**WHAT NEEDS TO BE DONE**
Repeat exactly the lines from the start of the entries below through the line containing "for this transaction.". Omit the rest.

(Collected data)

Start of Block

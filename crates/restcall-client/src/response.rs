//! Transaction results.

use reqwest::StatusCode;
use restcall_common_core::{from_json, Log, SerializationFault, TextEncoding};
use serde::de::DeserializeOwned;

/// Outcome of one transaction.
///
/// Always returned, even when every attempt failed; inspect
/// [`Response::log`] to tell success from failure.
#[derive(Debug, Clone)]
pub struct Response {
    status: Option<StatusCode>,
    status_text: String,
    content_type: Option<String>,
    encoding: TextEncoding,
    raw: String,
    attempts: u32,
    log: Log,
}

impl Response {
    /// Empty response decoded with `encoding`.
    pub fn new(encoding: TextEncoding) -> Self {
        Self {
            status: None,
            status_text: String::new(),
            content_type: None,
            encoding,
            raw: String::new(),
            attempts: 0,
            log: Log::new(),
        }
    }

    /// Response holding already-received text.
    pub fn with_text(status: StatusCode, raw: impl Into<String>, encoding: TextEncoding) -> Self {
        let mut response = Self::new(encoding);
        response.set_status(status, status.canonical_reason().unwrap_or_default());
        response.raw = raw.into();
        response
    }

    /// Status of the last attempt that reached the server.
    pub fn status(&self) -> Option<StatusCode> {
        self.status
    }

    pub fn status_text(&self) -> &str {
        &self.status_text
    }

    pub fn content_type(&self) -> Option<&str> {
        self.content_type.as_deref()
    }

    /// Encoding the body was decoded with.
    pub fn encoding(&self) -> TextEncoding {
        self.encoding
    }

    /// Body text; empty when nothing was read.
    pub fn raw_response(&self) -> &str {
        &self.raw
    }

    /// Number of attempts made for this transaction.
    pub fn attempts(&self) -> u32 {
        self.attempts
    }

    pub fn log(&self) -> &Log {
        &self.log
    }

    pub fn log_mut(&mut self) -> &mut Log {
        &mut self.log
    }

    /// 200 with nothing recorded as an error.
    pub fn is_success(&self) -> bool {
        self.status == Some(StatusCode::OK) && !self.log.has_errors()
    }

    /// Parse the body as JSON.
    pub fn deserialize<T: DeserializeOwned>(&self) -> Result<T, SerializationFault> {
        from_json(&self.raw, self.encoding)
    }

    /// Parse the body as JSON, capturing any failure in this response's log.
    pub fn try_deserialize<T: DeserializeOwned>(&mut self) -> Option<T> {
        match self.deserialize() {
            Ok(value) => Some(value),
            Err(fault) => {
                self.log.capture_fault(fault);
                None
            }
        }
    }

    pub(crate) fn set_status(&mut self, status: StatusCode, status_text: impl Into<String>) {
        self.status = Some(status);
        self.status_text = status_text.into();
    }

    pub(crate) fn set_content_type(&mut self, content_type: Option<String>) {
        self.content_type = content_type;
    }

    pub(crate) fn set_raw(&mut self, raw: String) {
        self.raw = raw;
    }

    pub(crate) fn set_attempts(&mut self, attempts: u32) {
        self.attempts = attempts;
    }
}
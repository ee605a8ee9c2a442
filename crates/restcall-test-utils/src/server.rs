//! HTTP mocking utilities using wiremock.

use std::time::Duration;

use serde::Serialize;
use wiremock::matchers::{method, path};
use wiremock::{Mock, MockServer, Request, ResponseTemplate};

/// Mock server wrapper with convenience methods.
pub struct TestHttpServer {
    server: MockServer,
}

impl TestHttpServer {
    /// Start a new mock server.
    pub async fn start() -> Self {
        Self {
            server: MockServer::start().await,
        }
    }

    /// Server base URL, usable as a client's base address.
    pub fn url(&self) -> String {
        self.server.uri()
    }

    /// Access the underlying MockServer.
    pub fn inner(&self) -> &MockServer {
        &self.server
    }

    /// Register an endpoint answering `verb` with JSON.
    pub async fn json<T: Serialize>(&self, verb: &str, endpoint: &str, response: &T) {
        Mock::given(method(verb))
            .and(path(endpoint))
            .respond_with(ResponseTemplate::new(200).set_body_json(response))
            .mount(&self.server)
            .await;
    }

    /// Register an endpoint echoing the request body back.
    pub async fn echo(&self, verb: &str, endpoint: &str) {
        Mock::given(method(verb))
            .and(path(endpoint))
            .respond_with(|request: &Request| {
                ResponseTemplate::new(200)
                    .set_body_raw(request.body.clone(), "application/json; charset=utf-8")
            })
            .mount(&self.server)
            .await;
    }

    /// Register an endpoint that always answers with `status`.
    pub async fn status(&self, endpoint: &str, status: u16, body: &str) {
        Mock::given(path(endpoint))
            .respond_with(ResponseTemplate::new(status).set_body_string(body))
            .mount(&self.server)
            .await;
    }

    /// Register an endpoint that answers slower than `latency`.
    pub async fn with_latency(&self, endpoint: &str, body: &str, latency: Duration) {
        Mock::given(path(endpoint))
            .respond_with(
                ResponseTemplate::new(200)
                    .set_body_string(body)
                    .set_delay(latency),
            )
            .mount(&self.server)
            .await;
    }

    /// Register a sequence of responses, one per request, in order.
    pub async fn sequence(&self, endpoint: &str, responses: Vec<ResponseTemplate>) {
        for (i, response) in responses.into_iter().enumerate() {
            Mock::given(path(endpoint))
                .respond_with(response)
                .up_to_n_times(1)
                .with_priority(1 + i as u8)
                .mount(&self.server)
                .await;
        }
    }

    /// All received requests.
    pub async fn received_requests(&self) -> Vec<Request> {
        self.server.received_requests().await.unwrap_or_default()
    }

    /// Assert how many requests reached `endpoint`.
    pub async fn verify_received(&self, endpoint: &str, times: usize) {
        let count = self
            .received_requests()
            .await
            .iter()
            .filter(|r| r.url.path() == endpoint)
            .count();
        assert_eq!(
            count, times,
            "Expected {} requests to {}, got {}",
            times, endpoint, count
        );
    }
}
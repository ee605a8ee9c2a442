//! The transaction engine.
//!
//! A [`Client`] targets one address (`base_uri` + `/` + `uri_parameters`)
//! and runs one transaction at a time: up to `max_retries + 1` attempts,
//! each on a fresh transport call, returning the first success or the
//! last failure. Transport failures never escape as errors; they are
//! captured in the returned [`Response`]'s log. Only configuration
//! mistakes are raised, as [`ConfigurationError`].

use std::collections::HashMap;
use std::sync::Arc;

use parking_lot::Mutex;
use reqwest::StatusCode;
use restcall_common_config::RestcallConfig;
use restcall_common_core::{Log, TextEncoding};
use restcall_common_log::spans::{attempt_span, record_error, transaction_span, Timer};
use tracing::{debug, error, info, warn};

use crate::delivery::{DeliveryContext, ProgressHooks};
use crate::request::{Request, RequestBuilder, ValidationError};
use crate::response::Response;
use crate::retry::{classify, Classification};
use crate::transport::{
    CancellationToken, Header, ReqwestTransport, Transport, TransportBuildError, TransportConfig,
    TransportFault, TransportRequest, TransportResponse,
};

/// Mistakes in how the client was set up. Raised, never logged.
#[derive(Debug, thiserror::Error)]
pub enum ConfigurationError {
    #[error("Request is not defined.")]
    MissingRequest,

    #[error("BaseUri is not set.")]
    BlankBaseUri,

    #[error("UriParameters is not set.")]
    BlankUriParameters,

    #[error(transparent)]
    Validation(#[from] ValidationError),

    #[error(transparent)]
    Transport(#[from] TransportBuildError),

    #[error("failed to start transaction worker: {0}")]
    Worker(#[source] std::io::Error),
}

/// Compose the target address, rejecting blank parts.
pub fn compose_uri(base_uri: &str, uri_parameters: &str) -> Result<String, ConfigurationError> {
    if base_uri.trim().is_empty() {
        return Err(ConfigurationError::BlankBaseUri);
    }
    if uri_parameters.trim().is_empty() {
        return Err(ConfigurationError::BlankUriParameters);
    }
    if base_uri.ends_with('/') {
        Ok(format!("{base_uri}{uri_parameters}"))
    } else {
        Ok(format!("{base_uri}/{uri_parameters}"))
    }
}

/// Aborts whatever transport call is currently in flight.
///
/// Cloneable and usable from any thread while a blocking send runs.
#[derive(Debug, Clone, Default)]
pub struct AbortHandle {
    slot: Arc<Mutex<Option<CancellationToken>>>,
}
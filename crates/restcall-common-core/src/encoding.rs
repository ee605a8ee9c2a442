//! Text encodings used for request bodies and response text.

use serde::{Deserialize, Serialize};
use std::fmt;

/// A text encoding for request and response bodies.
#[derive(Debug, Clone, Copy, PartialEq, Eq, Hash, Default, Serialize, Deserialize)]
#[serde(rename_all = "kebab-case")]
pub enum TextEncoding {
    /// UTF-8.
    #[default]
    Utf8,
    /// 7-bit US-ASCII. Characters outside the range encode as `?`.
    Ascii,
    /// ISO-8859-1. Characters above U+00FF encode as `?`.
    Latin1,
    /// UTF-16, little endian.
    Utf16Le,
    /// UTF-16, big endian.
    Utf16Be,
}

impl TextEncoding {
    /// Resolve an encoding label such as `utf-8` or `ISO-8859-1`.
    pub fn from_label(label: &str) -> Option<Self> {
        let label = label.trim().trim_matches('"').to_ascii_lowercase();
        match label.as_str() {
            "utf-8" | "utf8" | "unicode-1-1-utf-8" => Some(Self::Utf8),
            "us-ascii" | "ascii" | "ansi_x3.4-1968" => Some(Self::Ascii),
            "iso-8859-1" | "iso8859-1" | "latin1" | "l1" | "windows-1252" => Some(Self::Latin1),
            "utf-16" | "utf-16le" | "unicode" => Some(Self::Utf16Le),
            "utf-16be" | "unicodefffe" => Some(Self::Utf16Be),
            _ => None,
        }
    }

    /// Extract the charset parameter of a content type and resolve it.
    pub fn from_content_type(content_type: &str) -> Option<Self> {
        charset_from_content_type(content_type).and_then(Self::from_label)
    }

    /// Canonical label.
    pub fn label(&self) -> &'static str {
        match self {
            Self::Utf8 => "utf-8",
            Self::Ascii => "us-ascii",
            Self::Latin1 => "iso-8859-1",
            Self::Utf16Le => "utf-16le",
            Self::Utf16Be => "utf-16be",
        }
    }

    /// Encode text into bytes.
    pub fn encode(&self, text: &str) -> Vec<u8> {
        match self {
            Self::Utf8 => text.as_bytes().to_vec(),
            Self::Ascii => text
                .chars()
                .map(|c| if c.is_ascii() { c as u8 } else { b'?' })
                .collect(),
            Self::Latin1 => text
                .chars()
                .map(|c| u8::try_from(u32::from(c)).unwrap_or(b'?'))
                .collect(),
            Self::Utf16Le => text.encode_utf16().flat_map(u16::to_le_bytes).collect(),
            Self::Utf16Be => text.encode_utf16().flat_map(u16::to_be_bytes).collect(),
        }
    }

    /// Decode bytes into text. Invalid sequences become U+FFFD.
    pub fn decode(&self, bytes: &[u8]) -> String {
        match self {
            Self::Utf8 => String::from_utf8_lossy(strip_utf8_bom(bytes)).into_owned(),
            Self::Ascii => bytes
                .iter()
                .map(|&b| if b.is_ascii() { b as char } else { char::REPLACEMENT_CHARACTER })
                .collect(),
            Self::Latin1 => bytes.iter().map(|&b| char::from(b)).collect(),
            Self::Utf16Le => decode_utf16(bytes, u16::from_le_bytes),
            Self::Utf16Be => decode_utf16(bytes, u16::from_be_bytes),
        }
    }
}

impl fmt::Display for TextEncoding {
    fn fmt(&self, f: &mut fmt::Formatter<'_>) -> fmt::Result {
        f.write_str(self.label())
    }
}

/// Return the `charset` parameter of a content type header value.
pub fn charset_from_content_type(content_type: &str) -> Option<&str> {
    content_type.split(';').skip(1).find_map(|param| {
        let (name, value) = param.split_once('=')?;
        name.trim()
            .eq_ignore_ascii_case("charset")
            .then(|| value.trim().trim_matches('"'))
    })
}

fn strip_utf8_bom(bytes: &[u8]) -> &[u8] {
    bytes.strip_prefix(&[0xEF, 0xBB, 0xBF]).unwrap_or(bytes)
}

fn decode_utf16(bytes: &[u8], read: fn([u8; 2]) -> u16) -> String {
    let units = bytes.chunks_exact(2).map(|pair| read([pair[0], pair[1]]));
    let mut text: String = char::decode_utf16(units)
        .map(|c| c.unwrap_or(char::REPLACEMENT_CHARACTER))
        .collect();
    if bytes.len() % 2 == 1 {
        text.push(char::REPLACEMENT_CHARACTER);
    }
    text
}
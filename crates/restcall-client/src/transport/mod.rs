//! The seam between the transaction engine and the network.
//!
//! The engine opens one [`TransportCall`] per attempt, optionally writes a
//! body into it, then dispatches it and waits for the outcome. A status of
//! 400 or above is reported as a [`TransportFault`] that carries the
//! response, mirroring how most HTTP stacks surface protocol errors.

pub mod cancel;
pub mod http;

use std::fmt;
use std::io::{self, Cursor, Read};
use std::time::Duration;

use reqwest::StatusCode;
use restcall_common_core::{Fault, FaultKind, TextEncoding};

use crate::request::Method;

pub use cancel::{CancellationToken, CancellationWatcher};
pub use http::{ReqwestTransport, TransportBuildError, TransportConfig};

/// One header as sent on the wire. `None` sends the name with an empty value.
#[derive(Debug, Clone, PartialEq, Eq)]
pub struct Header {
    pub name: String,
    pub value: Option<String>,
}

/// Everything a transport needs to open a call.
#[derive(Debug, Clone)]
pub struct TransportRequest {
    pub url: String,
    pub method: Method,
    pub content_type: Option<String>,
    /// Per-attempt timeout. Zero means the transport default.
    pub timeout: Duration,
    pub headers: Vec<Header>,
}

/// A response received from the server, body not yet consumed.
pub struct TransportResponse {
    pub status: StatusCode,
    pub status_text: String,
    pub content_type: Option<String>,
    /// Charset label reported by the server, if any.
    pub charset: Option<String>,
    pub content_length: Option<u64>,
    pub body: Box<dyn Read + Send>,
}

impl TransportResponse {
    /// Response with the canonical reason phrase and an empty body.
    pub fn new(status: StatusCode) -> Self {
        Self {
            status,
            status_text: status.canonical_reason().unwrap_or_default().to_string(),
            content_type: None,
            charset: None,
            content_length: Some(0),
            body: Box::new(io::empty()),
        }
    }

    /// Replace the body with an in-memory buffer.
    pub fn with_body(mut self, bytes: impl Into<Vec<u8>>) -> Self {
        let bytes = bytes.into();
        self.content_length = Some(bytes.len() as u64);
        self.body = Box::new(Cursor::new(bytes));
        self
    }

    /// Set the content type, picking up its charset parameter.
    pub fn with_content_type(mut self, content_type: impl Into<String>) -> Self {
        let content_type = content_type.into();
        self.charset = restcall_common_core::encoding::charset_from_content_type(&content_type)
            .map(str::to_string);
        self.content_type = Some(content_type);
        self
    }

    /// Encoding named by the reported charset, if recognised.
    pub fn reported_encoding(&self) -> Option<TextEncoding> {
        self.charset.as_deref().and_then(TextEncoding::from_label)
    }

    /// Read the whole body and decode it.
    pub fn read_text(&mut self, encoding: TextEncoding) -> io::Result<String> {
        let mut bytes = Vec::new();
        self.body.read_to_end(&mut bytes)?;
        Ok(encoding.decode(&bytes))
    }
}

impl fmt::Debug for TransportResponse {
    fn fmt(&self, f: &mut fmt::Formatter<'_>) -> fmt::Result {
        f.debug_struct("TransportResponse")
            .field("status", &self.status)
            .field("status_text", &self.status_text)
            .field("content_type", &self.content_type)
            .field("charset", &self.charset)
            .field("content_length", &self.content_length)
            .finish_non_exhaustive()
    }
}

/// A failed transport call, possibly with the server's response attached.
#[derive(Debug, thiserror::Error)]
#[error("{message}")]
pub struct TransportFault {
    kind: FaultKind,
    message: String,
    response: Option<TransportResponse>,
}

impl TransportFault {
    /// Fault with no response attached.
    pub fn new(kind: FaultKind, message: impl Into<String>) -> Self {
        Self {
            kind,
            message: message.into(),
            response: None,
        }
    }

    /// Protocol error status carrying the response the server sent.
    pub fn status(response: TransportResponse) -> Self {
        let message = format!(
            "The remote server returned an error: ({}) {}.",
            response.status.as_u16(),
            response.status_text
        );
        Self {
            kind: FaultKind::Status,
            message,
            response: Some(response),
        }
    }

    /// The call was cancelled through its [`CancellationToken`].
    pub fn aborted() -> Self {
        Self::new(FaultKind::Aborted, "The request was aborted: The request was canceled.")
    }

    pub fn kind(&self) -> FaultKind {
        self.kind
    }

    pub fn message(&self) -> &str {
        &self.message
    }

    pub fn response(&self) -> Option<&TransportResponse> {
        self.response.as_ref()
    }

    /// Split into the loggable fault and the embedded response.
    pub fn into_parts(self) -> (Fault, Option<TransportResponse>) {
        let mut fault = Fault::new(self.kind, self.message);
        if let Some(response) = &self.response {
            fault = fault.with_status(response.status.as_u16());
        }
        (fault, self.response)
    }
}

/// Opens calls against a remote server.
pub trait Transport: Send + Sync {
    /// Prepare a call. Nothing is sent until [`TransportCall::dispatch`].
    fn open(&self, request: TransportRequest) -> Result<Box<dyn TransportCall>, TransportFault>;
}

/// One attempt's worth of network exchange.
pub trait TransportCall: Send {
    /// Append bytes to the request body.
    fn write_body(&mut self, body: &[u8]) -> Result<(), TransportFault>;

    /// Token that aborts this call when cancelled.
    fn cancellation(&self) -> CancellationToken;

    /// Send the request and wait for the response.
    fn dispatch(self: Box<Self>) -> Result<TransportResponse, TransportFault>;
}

End of Block

**EXPECTED ANSWER**
filename crates/restcall-client/src/response.rs
//! Transaction results.

use reqwest::StatusCode;
use restcall_common_core::{from_json, Log, SerializationFault, TextEncoding};
use serde::de::DeserializeOwned;

/// Outcome of one transaction.
///
/// Always returned, even when every attempt failed; inspect
/// [`Response::log`] to tell success from failure.
#[derive(Debug, Clone)]
pub struct Response {
    status: Option<StatusCode>,
    status_text: String,
    content_type: Option<String>,
    encoding: TextEncoding,
    raw: String,
    attempts: u32,
    log: Log,
}

impl Response {
    /// Empty response decoded with `encoding`.
    pub fn new(encoding: TextEncoding) -> Self {
        Self {
            status: None,
            status_text: String::new(),
            content_type: None,
            encoding,
            raw: String::new(),
            attempts: 0,
            log: Log::new(),
        }
    }

    /// Response holding already-received text.
    pub fn with_text(status: StatusCode, raw: impl Into<String>, encoding: TextEncoding) -> Self {
        let mut response = Self::new(encoding);
        response.set_status(status, status.canonical_reason().unwrap_or_default());
        response.raw = raw.into();
        response
    }

    /// Status of the last attempt that reached the server.
    pub fn status(&self) -> Option<StatusCode> {
        self.status
    }

    pub fn status_text(&self) -> &str {
        &self.status_text
    }

    pub fn content_type(&self) -> Option<&str> {
        self.content_type.as_deref()
    }

    /// Encoding the body was decoded with.
    pub fn encoding(&self) -> TextEncoding {
        self.encoding
    }

    /// Body text; empty when nothing was read.
    pub fn raw_response(&self) -> &str {
        &self.raw
    }

    /// Number of attempts made for this transaction.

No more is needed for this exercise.